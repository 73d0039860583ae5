//! Single-entity and batch orchestration.

use std::path::PathBuf;
use std::sync::Arc;

use chrono::Utc;
use tracing::info;
use uuid::Uuid;

use crate::error::{PipelineError, Result};
use crate::obs;
use crate::report::{BatchReport, EntityOutcome};
use crate::settings::Settings;
use crate::stage::{CommandStage, ProcessingStage, SummarizationStage};
use crate::state::{EntityRun, EntityState};

/// Which entities a run covers.
#[derive(Debug, Clone, PartialEq, Eq)]
pub enum RunMode {
    /// One named entity (file name without extension).
    Single(String),
    /// Every entity file in the working directory.
    Batch,
}

/// Drives entities through processing and summarization.
///
/// Entities are handled one after the other. A failing entity is classified
/// and the run moves on; nothing is retried.
pub struct PipelineOrchestrator {
    settings: Settings,
    processing: Arc<dyn ProcessingStage>,
    summarization: Arc<dyn SummarizationStage>,
}

impl PipelineOrchestrator {
    pub fn new(
        settings: Settings,
        processing: Arc<dyn ProcessingStage>,
        summarization: Arc<dyn SummarizationStage>,
    ) -> Self {
        Self {
            settings,
            processing,
            summarization,
        }
    }

    /// Orchestrator whose stages run the commands configured in `settings`.
    pub fn from_settings(settings: Settings) -> Result<Self> {
        settings.validate()?;
        let processing = Arc::new(CommandStage::processing(&settings));
        let summarization = Arc::new(CommandStage::summarization(&settings));
        Ok(Self::new(settings, processing, summarization))
    }

    pub fn settings(&self) -> &Settings {
        &self.settings
    }

    /// Entity files in the working directory, sorted by file name.
    pub fn discover_entities(&self) -> Result<Vec<(String, PathBuf)>> {
        let dir = &self.settings.apk_folder;
        let working_dir_err = |source: std::io::Error| PipelineError::WorkingDir {
            path: dir.clone(),
            source,
        };

        let mut entities = Vec::new();
        for entry in std::fs::read_dir(dir).map_err(working_dir_err)? {
            let path = entry.map_err(working_dir_err)?.path();
            if !path.is_file() {
                continue;
            }
            let matches_ext = path
                .extension()
                .is_some_and(|ext| ext == self.settings.entity_extension.as_str());
            if !matches_ext {
                continue;
            }
            if let Some(stem) = path.file_stem() {
                entities.push((stem.to_string_lossy().to_string(), path));
            }
        }
        entities.sort_by(|a, b| a.1.file_name().cmp(&b.1.file_name()));
        Ok(entities)
    }

    /// Run the pipeline and report every entity's terminal state.
    ///
    /// Fails up front when the named entity is missing or the working
    /// directory cannot be listed; per-entity failures are reported instead.
    pub async fn run(&self, mode: RunMode) -> Result<BatchReport> {
        let entities = match &mode {
            RunMode::Single(entity_id) => {
                let path = self.settings.entity_path(entity_id);
                if !path.is_file() {
                    return Err(PipelineError::EntityNotFound(path));
                }
                vec![(entity_id.clone(), path)]
            }
            RunMode::Batch => self.discover_entities()?,
        };

        let output_root = &self.settings.output_base;
        std::fs::create_dir_all(output_root).map_err(|source| PipelineError::WorkingDir {
            path: output_root.clone(),
            source,
        })?;

        let run_id = Uuid::new_v4();
        let started_at = Utc::now();
        obs::emit_batch_started(&run_id, entities.len());

        let mut outcomes = Vec::with_capacity(entities.len());
        for (entity_id, path) in entities {
            info!(entity = %entity_id, mode = ?mode, "Processing entity");
            let state = self.process_entity(&entity_id, &path).await?;
            obs::emit_entity_classified(&entity_id, &state);
            outcomes.push(EntityOutcome { entity_id, state });
        }

        let report = BatchReport {
            run_id,
            started_at,
            finished_at: Utc::now(),
            outcomes,
        };
        obs::emit_batch_finished(
            &run_id,
            report.succeeded().len(),
            report.failed().len(),
            report.empty().len(),
        );
        Ok(report)
    }

    /// Drive one entity to a terminal state.
    ///
    /// Stage errors become [`EntityState::Failed`]; only an illegal state
    /// transition is returned as an error.
    pub async fn process_entity(&self, entity_id: &str, path: &std::path::Path) -> Result<EntityState> {
        let mut run = EntityRun::new(entity_id);
        run.advance(EntityState::Processing)?;

        let next = match self.processing.process(path, &self.settings.output_base).await {
            Err(e) => EntityState::Failed {
                reason: e.to_string(),
            },
            Ok(false) => EntityState::EmptyResult,
            Ok(true) => match self.summarization.summarize(entity_id).await {
                Ok(()) => EntityState::Succeeded,
                Err(e) => EntityState::Failed {
                    reason: e.to_string(),
                },
            },
        };
        run.advance(next)?;
        Ok(run.into_state())
    }
}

########

### Problem requirements
Read through the material above, and whenever a line contains "stem", copy it.

### Exercise solution
            if let Some(stem) = path.file_stem() {
                entities.push((stem.to_string_lossy().to_string(), path));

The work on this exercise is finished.